American typographer and author

Paul Arthur Bennett (March 22, 1897 – December 18, 1966) was an American typographer and author.

== Biography ==
Paul Arthur Bennett was born in Brooklyn on March 22, 1897. He enlisted in the U.S. Army at 19, near the end of World War I. He served overseas from November 1918 to June 1919.

Bennett was an Advertising Manager of the Chandler Motor Co, in Cleveland, Ohio in the 1920s. More papers of Bennett appear in the early 1930s with the development of the Typophiles. Bennett joined the Mergenthaler Linotype Co. in 1928. The Mergenthaler Linotype helps clients on matter of design, production, advertising, and general correspondence.

Bennett took over the Typophiles in the early 1930s. The Typophiles is a group of men that were "interested in graphics and fine printing." Typophiles' membership, attendance, and orders written by Bennett are now housed in the New York Public Library Archives.
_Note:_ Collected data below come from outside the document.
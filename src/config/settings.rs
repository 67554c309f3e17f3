//! Tunable settings loaded from an optional TOML file
//!
//! Every field has a default, so an empty file (or no file at all) yields
//! the stock behaviour.
//!
//! ```toml
//! [limits]
//! rate_limit = 50
//! rate_window_secs = 60
//!
//! [memory]
//! max_lines = 20
//! ttl_secs = 604800
//!
//! [assistant]
//! name = "Appana AI"
//! decorate_replies = false
//!
//! [providers.groq]
//! model = "llama-3.1-8b-instant"
//! ```

use serde::{Deserialize, Serialize};
use std::path::Path;
use std::time::Duration;

/// Longest expiry accepted for any stored entry (one year)
pub const MAX_TTL_SECS: u64 = 365 * 24 * 60 * 60;

/// Root settings
#[derive(Debug, Clone, Default, Serialize, Deserialize)]
pub struct Settings {
    #[serde(default)]
    pub limits: LimitSettings,

    #[serde(default)]
    pub memory: MemorySettings,

    #[serde(default)]
    pub assistant: AssistantSettings,

    #[serde(default)]
    pub providers: ProviderOverrides,
}

impl Settings {
    /// Load settings from a TOML file
    pub fn from_file(path: &Path) -> Result<Self, ConfigError> {
        let content = std::fs::read_to_string(path)?;
        let settings = Self::from_toml(&content)?;
        Ok(settings)
    }

    /// Load settings from a TOML string
    pub fn from_toml(content: &str) -> Result<Self, ConfigError> {
        let settings: Settings = toml::from_str(content)?;
        settings.validate()?;
        Ok(settings)
    }

    fn validate(&self) -> Result<(), ConfigError> {
        if self.limits.rate_window_secs == 0 {
            return Err(ConfigError::Validation(
                "limits.rate_window_secs must be positive".into(),
            ));
        }
        if self.limits.rate_window_secs > MAX_TTL_SECS {
            return Err(ConfigError::Validation(format!(
                "limits.rate_window_secs must be at most {}",
                MAX_TTL_SECS
            )));
        }
        if self.memory.ttl_secs > MAX_TTL_SECS {
            return Err(ConfigError::Validation(format!(
                "memory.ttl_secs must be at most {}",
                MAX_TTL_SECS
            )));
        }
        if self.memory.max_lines == 0 {
            return Err(ConfigError::Validation(
                "memory.max_lines must be positive".into(),
            ));
        }
        Ok(())
    }
}

/// Per-user request limits
#[derive(Debug, Clone, Serialize, Deserialize)]
pub struct LimitSettings {
    /// Requests admitted per window
    #[serde(default = "default_rate_limit")]
    pub rate_limit: u64,

    #[serde(default = "default_rate_window")]
    pub rate_window_secs: u64,
}

impl LimitSettings {
    pub fn window(&self) -> Duration {
        Duration::from_secs(self.rate_window_secs)
    }
}

fn default_rate_limit() -> u64 {
    50
}

fn default_rate_window() -> u64 {
    60
}

impl Default for LimitSettings {
    fn default() -> Self {
        Self {
            rate_limit: default_rate_limit(),
            rate_window_secs: default_rate_window(),
        }
    }
}

/// Rolling conversation memory
#[derive(Debug, Clone, Serialize, Deserialize)]
pub struct MemorySettings {
    #[serde(default = "default_max_lines")]
    pub max_lines: usize,

    #[serde(default = "default_memory_ttl")]
    pub ttl_secs: u64,
}

impl MemorySettings {
    pub fn ttl(&self) -> Duration {
        Duration::from_secs(self.ttl_secs)
    }
}

fn default_max_lines() -> usize {
    20
}

fn default_memory_ttl() -> u64 {
    7 * 24 * 60 * 60
}

impl Default for MemorySettings {
    fn default() -> Self {
        Self {
            max_lines: default_max_lines(),
            ttl_secs: default_memory_ttl(),
        }
    }
}

/// Assistant persona and reply handling
#[derive(Debug, Clone, Serialize, Deserialize)]
pub struct AssistantSettings {
    #[serde(default = "default_name")]
    pub name: String,

    /// Append keyword emojis to each reply sentence
    #[serde(default)]
    pub decorate_replies: bool,

    /// Include per-provider failure lines in error bodies
    #[serde(default)]
    pub expose_diagnostics: bool,
}

fn default_name() -> String {
    "Appana AI".to_string()
}

impl Default for AssistantSettings {
    fn default() -> Self {
        Self {
            name: default_name(),
            decorate_replies: false,
            expose_diagnostics: false,
        }
    }
}

/// Optional per-provider endpoint and model overrides
#[derive(Debug, Clone, Default, Serialize, Deserialize)]
pub struct ProviderOverrides {
    #[serde(default)]
    pub gemini: ProviderOverride,

    #[serde(default)]
    pub groq: ProviderOverride,

    #[serde(default)]
    pub cohere: ProviderOverride,

    #[serde(default)]
    pub huggingface: ProviderOverride,
}

#[derive(Debug, Clone, Default, Serialize, Deserialize)]
pub struct ProviderOverride {
    #[serde(default)]
    pub model: Option<String>,

    #[serde(default)]
    pub base_url: Option<String>,
}

/// Configuration errors
#[derive(Debug, thiserror::Error)]
pub enum ConfigError {
    #[error("IO error: {0}")]
    Io(#[from] std::io::Error),

    #[error("TOML parse error: {0}")]
    Toml(#[from] toml::de::Error),

    #[error("Validation error: {0}")]
    Validation(String),
}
Bennett was director of typography for the Mergenthaler Linotype Company in the USA for 30 years before his retirement in 1962. Other clients included Fuller-Smith, Dunlop-Ward, the Chandler Motor Company. He wrote several papers, monographs, and keepsakes for The Typophiles, and also edited the book Books and Printing (1951). Bennett was a leading member of the Typophiles Society in New York City.

He died in his home in Jackson Heights, Queens.